◆ Prompt: Beneath this task are records; print exactly the stretch of them from the line with "filename trove-sqlite/src/connection.rs" through the line with "pub fn open(path: Option<&Path>)", both ends included.

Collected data
-=-=-

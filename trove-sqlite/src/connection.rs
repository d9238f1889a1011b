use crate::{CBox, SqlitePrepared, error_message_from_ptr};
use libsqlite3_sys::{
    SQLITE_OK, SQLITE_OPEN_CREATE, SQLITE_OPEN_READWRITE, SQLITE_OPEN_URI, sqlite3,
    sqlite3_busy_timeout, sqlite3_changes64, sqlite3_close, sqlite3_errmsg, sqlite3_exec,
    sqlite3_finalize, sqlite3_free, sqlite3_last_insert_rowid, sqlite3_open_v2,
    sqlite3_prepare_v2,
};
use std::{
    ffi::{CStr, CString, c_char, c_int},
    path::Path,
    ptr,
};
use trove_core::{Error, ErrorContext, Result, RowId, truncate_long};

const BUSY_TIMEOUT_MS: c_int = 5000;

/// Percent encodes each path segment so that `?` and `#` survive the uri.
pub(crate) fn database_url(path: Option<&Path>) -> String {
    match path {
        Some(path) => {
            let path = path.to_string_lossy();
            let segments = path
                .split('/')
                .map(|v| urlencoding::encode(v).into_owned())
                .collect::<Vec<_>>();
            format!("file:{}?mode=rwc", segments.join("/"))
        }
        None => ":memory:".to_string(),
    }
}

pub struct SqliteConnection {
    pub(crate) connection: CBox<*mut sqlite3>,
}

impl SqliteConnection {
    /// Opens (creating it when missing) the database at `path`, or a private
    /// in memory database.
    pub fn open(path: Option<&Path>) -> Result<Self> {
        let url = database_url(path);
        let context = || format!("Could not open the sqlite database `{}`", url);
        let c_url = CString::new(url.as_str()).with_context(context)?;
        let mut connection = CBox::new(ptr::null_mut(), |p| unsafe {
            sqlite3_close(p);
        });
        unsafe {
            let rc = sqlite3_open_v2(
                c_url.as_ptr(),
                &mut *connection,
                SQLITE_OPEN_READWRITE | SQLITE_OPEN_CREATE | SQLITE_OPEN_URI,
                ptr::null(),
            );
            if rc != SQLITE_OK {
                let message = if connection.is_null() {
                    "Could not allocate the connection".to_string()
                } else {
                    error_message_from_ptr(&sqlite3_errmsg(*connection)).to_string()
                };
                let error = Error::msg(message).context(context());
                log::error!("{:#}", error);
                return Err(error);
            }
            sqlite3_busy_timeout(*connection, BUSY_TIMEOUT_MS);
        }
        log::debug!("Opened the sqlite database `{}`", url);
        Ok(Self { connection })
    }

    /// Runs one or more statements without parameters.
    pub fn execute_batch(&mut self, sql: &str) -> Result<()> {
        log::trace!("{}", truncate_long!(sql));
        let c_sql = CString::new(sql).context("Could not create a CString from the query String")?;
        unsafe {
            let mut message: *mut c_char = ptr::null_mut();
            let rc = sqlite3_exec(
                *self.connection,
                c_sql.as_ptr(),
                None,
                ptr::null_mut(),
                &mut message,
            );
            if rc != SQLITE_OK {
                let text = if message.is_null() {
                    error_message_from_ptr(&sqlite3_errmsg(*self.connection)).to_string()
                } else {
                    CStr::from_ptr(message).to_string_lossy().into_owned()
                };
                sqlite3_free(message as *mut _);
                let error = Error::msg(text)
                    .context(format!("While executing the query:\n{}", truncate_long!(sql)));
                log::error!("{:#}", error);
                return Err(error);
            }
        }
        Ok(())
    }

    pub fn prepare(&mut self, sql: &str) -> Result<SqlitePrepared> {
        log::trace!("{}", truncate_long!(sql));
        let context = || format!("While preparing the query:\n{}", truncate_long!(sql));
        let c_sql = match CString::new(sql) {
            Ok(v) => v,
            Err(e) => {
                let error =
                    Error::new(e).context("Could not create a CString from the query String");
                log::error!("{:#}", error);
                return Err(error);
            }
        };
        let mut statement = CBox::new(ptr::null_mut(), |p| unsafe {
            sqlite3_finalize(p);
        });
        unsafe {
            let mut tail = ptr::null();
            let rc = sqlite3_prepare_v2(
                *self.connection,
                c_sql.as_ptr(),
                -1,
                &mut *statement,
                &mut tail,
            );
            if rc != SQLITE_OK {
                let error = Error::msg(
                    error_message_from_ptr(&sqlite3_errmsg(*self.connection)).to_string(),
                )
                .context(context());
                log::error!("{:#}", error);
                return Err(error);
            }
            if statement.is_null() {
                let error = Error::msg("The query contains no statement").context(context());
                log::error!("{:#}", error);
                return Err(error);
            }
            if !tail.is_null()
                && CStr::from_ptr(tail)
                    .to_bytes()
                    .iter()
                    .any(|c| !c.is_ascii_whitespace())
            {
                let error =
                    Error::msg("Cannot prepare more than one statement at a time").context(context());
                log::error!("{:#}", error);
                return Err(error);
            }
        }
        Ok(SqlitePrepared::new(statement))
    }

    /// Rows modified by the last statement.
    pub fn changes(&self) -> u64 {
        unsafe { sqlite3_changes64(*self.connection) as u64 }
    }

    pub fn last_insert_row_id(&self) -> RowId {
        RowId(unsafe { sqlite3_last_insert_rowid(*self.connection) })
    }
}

-=-=-

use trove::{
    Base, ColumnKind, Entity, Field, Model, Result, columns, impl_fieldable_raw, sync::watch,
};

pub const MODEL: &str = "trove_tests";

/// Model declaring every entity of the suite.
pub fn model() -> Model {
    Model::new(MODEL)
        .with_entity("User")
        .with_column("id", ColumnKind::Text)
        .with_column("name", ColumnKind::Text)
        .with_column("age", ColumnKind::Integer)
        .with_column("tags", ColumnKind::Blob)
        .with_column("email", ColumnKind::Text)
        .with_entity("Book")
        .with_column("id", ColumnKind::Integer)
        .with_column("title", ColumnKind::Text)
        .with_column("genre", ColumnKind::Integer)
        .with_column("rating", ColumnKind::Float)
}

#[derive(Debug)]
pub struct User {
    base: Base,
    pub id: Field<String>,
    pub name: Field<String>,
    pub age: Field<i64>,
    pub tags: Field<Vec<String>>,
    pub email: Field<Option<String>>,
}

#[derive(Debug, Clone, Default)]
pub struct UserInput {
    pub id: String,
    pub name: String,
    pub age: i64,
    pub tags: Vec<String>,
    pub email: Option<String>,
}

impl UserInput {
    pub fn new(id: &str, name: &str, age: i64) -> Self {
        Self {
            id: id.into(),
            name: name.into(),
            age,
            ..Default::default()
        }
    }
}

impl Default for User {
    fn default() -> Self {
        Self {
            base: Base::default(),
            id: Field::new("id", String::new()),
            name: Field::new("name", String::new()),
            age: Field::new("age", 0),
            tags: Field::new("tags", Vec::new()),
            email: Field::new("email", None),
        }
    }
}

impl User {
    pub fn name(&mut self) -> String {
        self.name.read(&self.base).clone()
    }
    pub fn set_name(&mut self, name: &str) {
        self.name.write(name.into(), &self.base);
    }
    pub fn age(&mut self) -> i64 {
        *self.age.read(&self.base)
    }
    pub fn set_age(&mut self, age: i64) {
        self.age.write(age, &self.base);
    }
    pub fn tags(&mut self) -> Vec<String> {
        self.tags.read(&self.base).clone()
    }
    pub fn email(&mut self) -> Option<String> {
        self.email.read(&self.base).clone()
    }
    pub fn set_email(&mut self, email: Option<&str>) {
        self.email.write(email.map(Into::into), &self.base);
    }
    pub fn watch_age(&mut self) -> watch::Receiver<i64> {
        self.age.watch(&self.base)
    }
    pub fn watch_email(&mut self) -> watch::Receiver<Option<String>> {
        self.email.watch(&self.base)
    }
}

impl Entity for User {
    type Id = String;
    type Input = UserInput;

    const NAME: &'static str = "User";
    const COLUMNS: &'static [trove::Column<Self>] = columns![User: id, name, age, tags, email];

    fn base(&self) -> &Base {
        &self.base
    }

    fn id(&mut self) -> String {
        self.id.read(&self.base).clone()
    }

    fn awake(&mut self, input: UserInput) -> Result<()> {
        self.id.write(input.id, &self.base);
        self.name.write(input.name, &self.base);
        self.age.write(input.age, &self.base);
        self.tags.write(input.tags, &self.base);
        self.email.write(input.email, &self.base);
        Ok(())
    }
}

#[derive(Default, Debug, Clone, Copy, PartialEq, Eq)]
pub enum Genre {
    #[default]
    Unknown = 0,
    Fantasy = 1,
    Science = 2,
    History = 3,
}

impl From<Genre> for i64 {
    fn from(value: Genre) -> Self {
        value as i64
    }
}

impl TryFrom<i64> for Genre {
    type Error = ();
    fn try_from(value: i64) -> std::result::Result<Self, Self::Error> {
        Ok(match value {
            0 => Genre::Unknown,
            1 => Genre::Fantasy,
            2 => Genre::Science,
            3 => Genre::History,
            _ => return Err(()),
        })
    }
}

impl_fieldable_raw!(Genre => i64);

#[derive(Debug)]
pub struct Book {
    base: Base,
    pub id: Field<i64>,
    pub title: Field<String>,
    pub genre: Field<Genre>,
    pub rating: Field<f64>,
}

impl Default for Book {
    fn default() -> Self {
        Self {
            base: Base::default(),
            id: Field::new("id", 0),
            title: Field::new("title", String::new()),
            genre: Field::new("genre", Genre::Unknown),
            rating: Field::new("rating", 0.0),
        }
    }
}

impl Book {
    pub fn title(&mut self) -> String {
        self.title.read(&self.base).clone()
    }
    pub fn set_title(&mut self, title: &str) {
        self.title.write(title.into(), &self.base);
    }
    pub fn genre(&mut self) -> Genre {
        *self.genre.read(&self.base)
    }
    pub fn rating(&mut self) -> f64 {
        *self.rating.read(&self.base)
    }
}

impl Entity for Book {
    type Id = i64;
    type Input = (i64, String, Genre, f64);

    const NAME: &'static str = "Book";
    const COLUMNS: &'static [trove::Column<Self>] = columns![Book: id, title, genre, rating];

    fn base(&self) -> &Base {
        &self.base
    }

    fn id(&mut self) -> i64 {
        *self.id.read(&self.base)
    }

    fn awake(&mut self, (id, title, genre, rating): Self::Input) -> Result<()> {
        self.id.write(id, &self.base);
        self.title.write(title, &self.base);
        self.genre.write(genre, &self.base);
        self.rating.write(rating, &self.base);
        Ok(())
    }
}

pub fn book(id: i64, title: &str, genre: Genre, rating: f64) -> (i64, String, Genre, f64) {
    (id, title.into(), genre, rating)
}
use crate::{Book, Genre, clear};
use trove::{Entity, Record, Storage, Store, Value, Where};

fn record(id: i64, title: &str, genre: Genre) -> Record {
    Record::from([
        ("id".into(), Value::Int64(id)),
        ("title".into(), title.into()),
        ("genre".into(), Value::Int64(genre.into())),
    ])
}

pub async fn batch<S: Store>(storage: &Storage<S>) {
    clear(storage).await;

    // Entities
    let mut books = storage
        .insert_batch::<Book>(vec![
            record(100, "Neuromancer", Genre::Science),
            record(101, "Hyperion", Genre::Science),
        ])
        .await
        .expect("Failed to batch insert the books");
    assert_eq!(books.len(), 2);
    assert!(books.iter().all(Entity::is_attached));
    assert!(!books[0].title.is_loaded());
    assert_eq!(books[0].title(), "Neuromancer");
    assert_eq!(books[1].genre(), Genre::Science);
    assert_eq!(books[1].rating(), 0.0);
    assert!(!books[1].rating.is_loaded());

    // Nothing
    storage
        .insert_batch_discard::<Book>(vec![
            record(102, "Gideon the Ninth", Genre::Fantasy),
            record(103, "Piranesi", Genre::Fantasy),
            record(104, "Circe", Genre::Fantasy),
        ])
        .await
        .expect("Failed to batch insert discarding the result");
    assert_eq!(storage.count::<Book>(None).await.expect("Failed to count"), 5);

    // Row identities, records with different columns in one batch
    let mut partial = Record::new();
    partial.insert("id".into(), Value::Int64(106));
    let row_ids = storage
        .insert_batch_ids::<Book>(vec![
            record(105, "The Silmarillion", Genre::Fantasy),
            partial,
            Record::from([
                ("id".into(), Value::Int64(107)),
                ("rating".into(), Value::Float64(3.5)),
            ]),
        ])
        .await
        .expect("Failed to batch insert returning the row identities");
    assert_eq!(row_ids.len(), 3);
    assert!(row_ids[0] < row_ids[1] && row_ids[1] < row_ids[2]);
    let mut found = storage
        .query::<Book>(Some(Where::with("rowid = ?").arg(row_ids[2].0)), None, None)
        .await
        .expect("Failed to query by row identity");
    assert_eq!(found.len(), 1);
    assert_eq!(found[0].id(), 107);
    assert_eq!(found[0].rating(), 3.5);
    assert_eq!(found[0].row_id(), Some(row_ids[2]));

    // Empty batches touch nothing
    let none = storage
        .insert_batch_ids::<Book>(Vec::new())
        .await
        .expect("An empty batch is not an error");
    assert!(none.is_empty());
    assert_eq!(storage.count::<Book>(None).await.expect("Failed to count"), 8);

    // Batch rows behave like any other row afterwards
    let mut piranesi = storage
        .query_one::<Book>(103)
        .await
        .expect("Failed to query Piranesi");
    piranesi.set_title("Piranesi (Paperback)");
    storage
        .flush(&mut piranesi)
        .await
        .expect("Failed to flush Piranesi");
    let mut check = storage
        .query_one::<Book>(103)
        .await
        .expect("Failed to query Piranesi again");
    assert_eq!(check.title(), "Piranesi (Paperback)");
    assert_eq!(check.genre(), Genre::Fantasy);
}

-=-=-

◆ Your solution:
filename trove-sqlite/src/connection.rs
repository d9238f1889a1011b
use crate::{CBox, SqlitePrepared, error_message_from_ptr};
use libsqlite3_sys::{
    SQLITE_OK, SQLITE_OPEN_CREATE, SQLITE_OPEN_READWRITE, SQLITE_OPEN_URI, sqlite3,
    sqlite3_busy_timeout, sqlite3_changes64, sqlite3_close, sqlite3_errmsg, sqlite3_exec,
    sqlite3_finalize, sqlite3_free, sqlite3_last_insert_rowid, sqlite3_open_v2,
    sqlite3_prepare_v2,
};
use std::{
    ffi::{CStr, CString, c_char, c_int},
    path::Path,
    ptr,
};
use trove_core::{Error, ErrorContext, Result, RowId, truncate_long};

const BUSY_TIMEOUT_MS: c_int = 5000;

/// Percent encodes each path segment so that `?` and `#` survive the uri.
pub(crate) fn database_url(path: Option<&Path>) -> String {
    match path {
        Some(path) => {
            let path = path.to_string_lossy();
            let segments = path
                .split('/')
                .map(|v| urlencoding::encode(v).into_owned())
                .collect::<Vec<_>>();
            format!("file:{}?mode=rwc", segments.join("/"))
        }
        None => ":memory:".to_string(),
    }
}

pub struct SqliteConnection {
    pub(crate) connection: CBox<*mut sqlite3>,
}

impl SqliteConnection {
    /// Opens (creating it when missing) the database at `path`, or a private
    /// in memory database.
    pub fn open(path: Option<&Path>) -> Result<Self> {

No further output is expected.